The looming public distribution of COVID-19 vaccines offers great optimism for ending the pandemic. But doing so requires a substantial majority of the population to acquire immunity either by contracting and recovering from the disease or by getting a vaccine.
Good luck with that, everyone. We live in a society where we can’t even agree that the coronavirus is real, much less that we all ought to wear masks and get vaccinated.
Making matters worse are the approximately 39 percent of Americans who say they probably or definitely will not seek a COVID vaccine, according to a Pew Research survey in November. If that number holds or goes up, that could be an obstacle to achieving the desired herd immunity that protects everyone.
The skeptics’ reasons range from understandable – whether a vaccine developed in such an accelerated time frame is safe and effective – to myths and conspiracy theories: You can get a disease from its vaccine. Vaccines cause autism. Bill Gates put microchips in the ones we’re getting now. That list will get longer. Mistrust is especially high among African-Americans, many of whom haven’t forgotten infamous cases of medical research that actually weren’t that long ago.
The success of COVID vaccinations will hinge greatly on effective public messaging by health officials and government leaders. The news media will play a crucial role, as well. Here are some recommended best practices that mainstream national and local news media should follow if we’re going to whip this thing. (I offer no hope for the right-wing news outlets that are busy covering Lalaland.)

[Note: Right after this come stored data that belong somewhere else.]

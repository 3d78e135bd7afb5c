/*!
HMAC over the SHA-2 digests, backed by the `hmac` crate.

A generated key keeps its material inside the engine, wrapped in
`Zeroizing` so it is wiped when the last handle drops.
*/

use std::sync::Arc;

#[cfg(feature = "async")]
use async_trait::async_trait;
use hmac::{Hmac as HmacImpl, Mac};
use rand::RngCore;
use sha2::{Sha256, Sha512};
use zeroize::Zeroizing;

use super::digest::DigestKind;
use super::ENGINE_NAME;
use crate::algorithms::digest;
use crate::algorithms::hmac::{Hmac, HmacKey, HmacParameters};
use crate::core::adaptor::ExecutorBridge;
use crate::core::error::{self, Error, Result};
use crate::core::update::{self, UpdateFunction};
use crate::operations::key::KeyGenerator;
use crate::operations::signature::{
    SignFunction, SignatureGenerator, SignatureVerifier, VerifyFunction,
};

pub(super) fn algorithm(bridge: Arc<ExecutorBridge>) -> Arc<dyn Hmac> {
    Arc::new(SoftwareHmac { bridge })
}

struct SoftwareHmac {
    bridge: Arc<ExecutorBridge>,
}

impl Hmac for SoftwareHmac {
    fn key_generator(&self, parameters: HmacParameters) -> Result<Arc<dyn KeyGenerator<HmacKey>>> {
        let kind = digest_kind(&parameters)?;
        Ok(Arc::new(SoftwareHmacKeyGenerator {
            kind,
            bridge: self.bridge.clone(),
        }))
    }
}

fn digest_kind(parameters: &HmacParameters) -> Result<DigestKind> {
    if parameters.digest == digest::SHA256 {
        Ok(DigestKind::Sha256)
    } else if parameters.digest == digest::SHA512 {
        Ok(DigestKind::Sha512)
    } else {
        Err(Error::UnsupportedParameterValue {
            operation: "HMAC key generation",
            engine: ENGINE_NAME,
            reason: format!("unsupported digest {}", parameters.digest),
        })
    }
}

#[derive(Clone)]
struct SoftwareHmacKeyGenerator {
    kind: DigestKind,
    bridge: Arc<ExecutorBridge>,
}

impl SoftwareHmacKeyGenerator {
    fn generate_key(&self) -> Result<HmacKey> {
        let mut material = Zeroizing::new(vec![0u8; self.kind.size()]);
        rand::rng().fill_bytes(&mut material);
        let signer = Arc::new(SoftwareHmacSignature {
            kind: self.kind,
            material,
            bridge: self.bridge.clone(),
        });
        Ok(HmacKey::new(signer.clone(), signer))
    }
}

#[cfg_attr(feature = "async", async_trait)]
impl KeyGenerator<HmacKey> for SoftwareHmacKeyGenerator {
    fn generate_blocking(&self) -> Result<HmacKey> {
        self.generate_key()
    }

    #[cfg(feature = "async")]
    async fn generate(&self) -> Result<HmacKey> {
        let generator = self.clone();
        self.bridge.run_deferred(move || generator.generate_key()).await
    }
}

enum MacState {
    Sha256(HmacImpl<Sha256>),
    Sha512(HmacImpl<Sha512>),
}

impl MacState {
    fn new(kind: DigestKind, material: &[u8]) -> Result<Self> {
        let state = match kind {
            DigestKind::Sha256 => HmacImpl::<Sha256>::new_from_slice(material).map(MacState::Sha256),
            DigestKind::Sha512 => HmacImpl::<Sha512>::new_from_slice(material).map(MacState::Sha512),
        };
        state.map_err(|err| Error::NativeOperationFailure {
            operation: "MAC initialization",
            engine: ENGINE_NAME,
            cause: err.to_string(),
        })
    }

    fn update(&mut self, data: &[u8]) {
        match self {
            MacState::Sha256(state) => state.update(data),
            MacState::Sha512(state) => state.update(data),
        }
    }

    fn finalize(self) -> Vec<u8> {
        match self {
            MacState::Sha256(state) => state.finalize().into_bytes().to_vec(),
            MacState::Sha512(state) => state.finalize().into_bytes().to_vec(),
        }
    }

    fn verify(self, signature: &[u8]) -> bool {
        match self {
            MacState::Sha256(state) => state.verify_slice(signature).is_ok(),
            MacState::Sha512(state) => state.verify_slice(signature).is_ok(),
        }
    }
}

struct SoftwareHmacSignature {
    kind: DigestKind,
    material: Zeroizing<Vec<u8>>,
    bridge: Arc<ExecutorBridge>,
}

impl SoftwareHmacSignature {
    fn state(&self) -> Result<MacState> {
        MacState::new(self.kind, &self.material)
    }

    fn sign_once(&self, data: &[u8]) -> Result<Vec<u8>> {
        let mut state = self.state()?;
        state.update(data);
        Ok(state.finalize())
    }

    fn verify_once(&self, data: &[u8], signature: &[u8]) -> Result<bool> {
        let mut state = self.state()?;
        state.update(data);
        Ok(state.verify(signature))
    }
}

#[cfg_attr(feature = "async", async_trait)]
impl SignatureGenerator for SoftwareHmacSignature {
    fn signature_size(&self) -> usize {
        self.kind.size()
    }

    fn sign_blocking(&self, data: &[u8]) -> Result<Vec<u8>> {
        self.sign_once(data)
    }

    fn sign_function(&self) -> Result<Box<dyn SignFunction>> {
        Ok(Box::new(SoftwareMacFunction::new(self.state()?)))
    }

    #[cfg(feature = "async")]
    async fn sign(&self, data: &[u8]) -> Result<Vec<u8>> {
        let state = self.state()?;
        let data = data.to_vec();
        self.bridge
            .run_deferred(move || {
                let mut state = state;
                state.update(&data);
                Ok(state.finalize())
            })
            .await
    }
}

#[cfg_attr(feature = "async", async_trait)]
impl SignatureVerifier for SoftwareHmacSignature {
    fn verify_blocking(&self, data: &[u8], signature: &[u8]) -> Result<bool> {
        self.verify_once(data, signature)
    }

    fn verify_function(&self) -> Result<Box<dyn VerifyFunction>> {
        Ok(Box::new(SoftwareMacFunction::new(self.state()?)))
    }

    #[cfg(feature = "async")]
    async fn verify(&self, data: &[u8], signature: &[u8]) -> Result<bool> {
        let state = self.state()?;
        let data = data.to_vec();
        let signature = signature.to_vec();
        self.bridge
            .run_deferred(move || {
                let mut state = state;
                state.update(&data);
                Ok(state.verify(&signature))
            })
            .await
    }
}

struct SoftwareMacFunction {
    state: MacState,
    failed: bool,
}

impl SoftwareMacFunction {
    fn new(state: MacState) -> Self {
        Self {
            state,
            failed: false,
        }
    }
}

impl UpdateFunction for SoftwareMacFunction {
    fn update(&mut self, source: &[u8], start: usize, end: usize) -> Result<()> {
        if self.failed {
            return error::native_err("MAC update", ENGINE_NAME, "accumulator already failed");
        }
        if let Err(err) = update::check_range(source.len(), start, end) {
            self.failed = true;
            return Err(err);
        }
        self.state.update(&source[start..end]);
        Ok(())
    }
}

impl SignFunction for SoftwareMacFunction {
    fn finish(self: Box<Self>) -> Result<Vec<u8>> {
        if self.failed {
            return error::native_err("MAC finalization", ENGINE_NAME, "accumulator failed before finalization");
        }
        Ok(self.state.finalize())
    }
}

impl VerifyFunction for SoftwareMacFunction {
    fn finish(self: Box<Self>, signature: &[u8]) -> Result<bool> {
        if self.failed {
            return error::native_err("MAC verification", ENGINE_NAME, "accumulator failed before finalization");
        }
        Ok(self.state.verify(signature))
    }
}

- Pursue first hand accounts of the suffering of COVID-19 patients. This is still too much of a hidden story. A little fright could go a long way. Hospitals must worry about privacy, but news media negotiating access for visuals is key.

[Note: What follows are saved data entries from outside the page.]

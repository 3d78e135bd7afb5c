/*!
Signature generation and verification interfaces.
*/

#[cfg(feature = "async")]
use async_trait::async_trait;

use crate::core::error::Result;
use crate::core::update::UpdateFunction;

/// An incremental signing accumulator, finalized exactly once.
pub trait SignFunction: UpdateFunction + Send {
    fn finish(self: Box<Self>) -> Result<Vec<u8>>;
}

/// An incremental verification accumulator, finalized exactly once
/// against a candidate signature.
pub trait VerifyFunction: UpdateFunction + Send {
    fn finish(self: Box<Self>, signature: &[u8]) -> Result<bool>;
}

#[cfg_attr(feature = "async", async_trait)]
pub trait SignatureGenerator: Send + Sync {
    /// Signature size in bytes.
    fn signature_size(&self) -> usize;

    fn sign_blocking(&self, data: &[u8]) -> Result<Vec<u8>>;

    fn sign_function(&self) -> Result<Box<dyn SignFunction>>;

    #[cfg(feature = "async")]
    async fn sign(&self, data: &[u8]) -> Result<Vec<u8>>;
}

#[cfg_attr(feature = "async", async_trait)]
pub trait SignatureVerifier: Send + Sync {
    /// Returns whether `signature` is valid for `data`. A mismatch is a
    /// `false` result, not an error.
    fn verify_blocking(&self, data: &[u8], signature: &[u8]) -> Result<bool>;

    fn verify_function(&self) -> Result<Box<dyn VerifyFunction>>;

    #[cfg(feature = "async")]
    async fn verify(&self, data: &[u8], signature: &[u8]) -> Result<bool>;
}
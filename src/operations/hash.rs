/*!
Hashing operation interfaces.
*/

#[cfg(feature = "async")]
use async_trait::async_trait;

use crate::core::error::Result;
use crate::core::update::UpdateFunction;

/// An incremental hash accumulator.
///
/// Finalization consumes the function, so a result can be read out at
/// most once; dropping an unfinished function discards the accumulator,
/// which is also how a cancelled stream is cleaned up.
pub trait HashFunction: UpdateFunction + Send {
    fn finish(self: Box<Self>) -> Result<Vec<u8>>;
}

/// One-shot and streaming hashing for one algorithm on one engine.
#[cfg_attr(feature = "async", async_trait)]
pub trait Hasher: Send + Sync {
    /// Digest size in bytes.
    fn digest_size(&self) -> usize;

    fn hash_blocking(&self, data: &[u8]) -> Result<Vec<u8>>;

    /// Begin an incremental hash over a fresh accumulator.
    fn hash_function(&self) -> Result<Box<dyn HashFunction>>;

    #[cfg(feature = "async")]
    async fn hash(&self, data: &[u8]) -> Result<Vec<u8>>;
}
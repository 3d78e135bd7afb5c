/*!
Key generation interfaces.
*/

#[cfg(feature = "async")]
use async_trait::async_trait;

use crate::core::error::Result;

/// Generates keys of type `K` from the parameters the factory was built
/// with.
#[cfg_attr(feature = "async", async_trait)]
pub trait KeyGenerator<K: Send + 'static>: Send + Sync {
    fn generate_blocking(&self) -> Result<K>;

    #[cfg(feature = "async")]
    async fn generate(&self) -> Result<K>;
}
/*!
Cipher operation interfaces.
*/

#[cfg(feature = "async")]
use async_trait::async_trait;

use crate::core::error::Result;

/// Authenticated encryption and decryption bound to one key and one
/// parameter set. Stateless across independent invocations.
#[cfg_attr(feature = "async", async_trait)]
pub trait Cipher: Send + Sync {
    fn encrypt_blocking(&self, plaintext: &[u8]) -> Result<Vec<u8>>;

    fn decrypt_blocking(&self, ciphertext: &[u8]) -> Result<Vec<u8>>;

    #[cfg(feature = "async")]
    async fn encrypt(&self, plaintext: &[u8]) -> Result<Vec<u8>>;

    #[cfg(feature = "async")]
    async fn decrypt(&self, ciphertext: &[u8]) -> Result<Vec<u8>>;
}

- Explain the concept of herd immunity and the required threshold. And don’t stop.
- Report on influential people locally and nationally getting vaccinated. These are behavior leaders who can range from ex-presidents and celebrities to mayors and neighborhood preachers. In the case of elected officials, they cannot claim privacy as to whether they’ve inoculated or not.
- Lean on doctors and other medical experts as interview sources. Local media should know that local experts carry more clout than those from faraway institutions. Always check source credentials, in particular their field of specialty (the Scott Atlas rule).

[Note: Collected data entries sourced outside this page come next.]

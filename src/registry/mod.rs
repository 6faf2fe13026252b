// Registry module - WHO SHARES WHAT
// Peer records, file announcements and the transactional store behind them

mod memory;
mod model;
mod sled_store;
mod store;

pub use memory::MemoryRegistry;
pub use model::{FileEntry, Peer, PeerAddress, SharedFile};
pub use sled_store::SledRegistry;
pub use store::{RegistryError, RegistryStore};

- Limit comments by vaccine recipients to what they know first hand, such as side effects. But no medical self diagnosis, because patients are often clueless. If they say the vaccine gave them COVID, they’re wrong. Keep it in the notebook.
- Explain, every time, that side effects of varying kinds are likely. They don’t mean something has gone haywire.
- Debunk misinformation and disinformation (misinformation with deliberate intent). I acknowledge the alternative of the news media ignoring falsehoods, because publicity of any kind could backfire into more, not less, appeal among people who are predisposed. But my department colleague, Dr. Jiyoung Lee, an expert in health misinformation, points out that disinformation has avenues for rapid spreading, such as social media, so the news media needs to “actively monitor and respond to it.” They must debunk effectively, though. The knockdown should begin in the same sentence that introduces the misinformation. A story that evenly balances wrong statements with corrective facts is a failure. That’s false equivalency and it’s dangerous. Lee also points out the need to state why a claim is false, using specific evidence.
- In opinion pieces aimed at changing the views and actions of vaccine resisters, go heavy on facts, express understanding of their concerns, and spare the belittling attacks, because that only makes them more stubborn. “Negative framing may stigmatize them,” Lee said. Aim to collectively motivate, not to “incite shame or anger.” Good advice. But withholding judgment on individuals who stand in the way of ending the coronavirus pandemic may be the hardest commandment of all.
Tom Arenberg is an instructor of news media at the University of Alabama. He worked for The Birmingham News and the Alabama Media Group for 30 years. He published this commentary originally as a post on his blog, The Arenblog.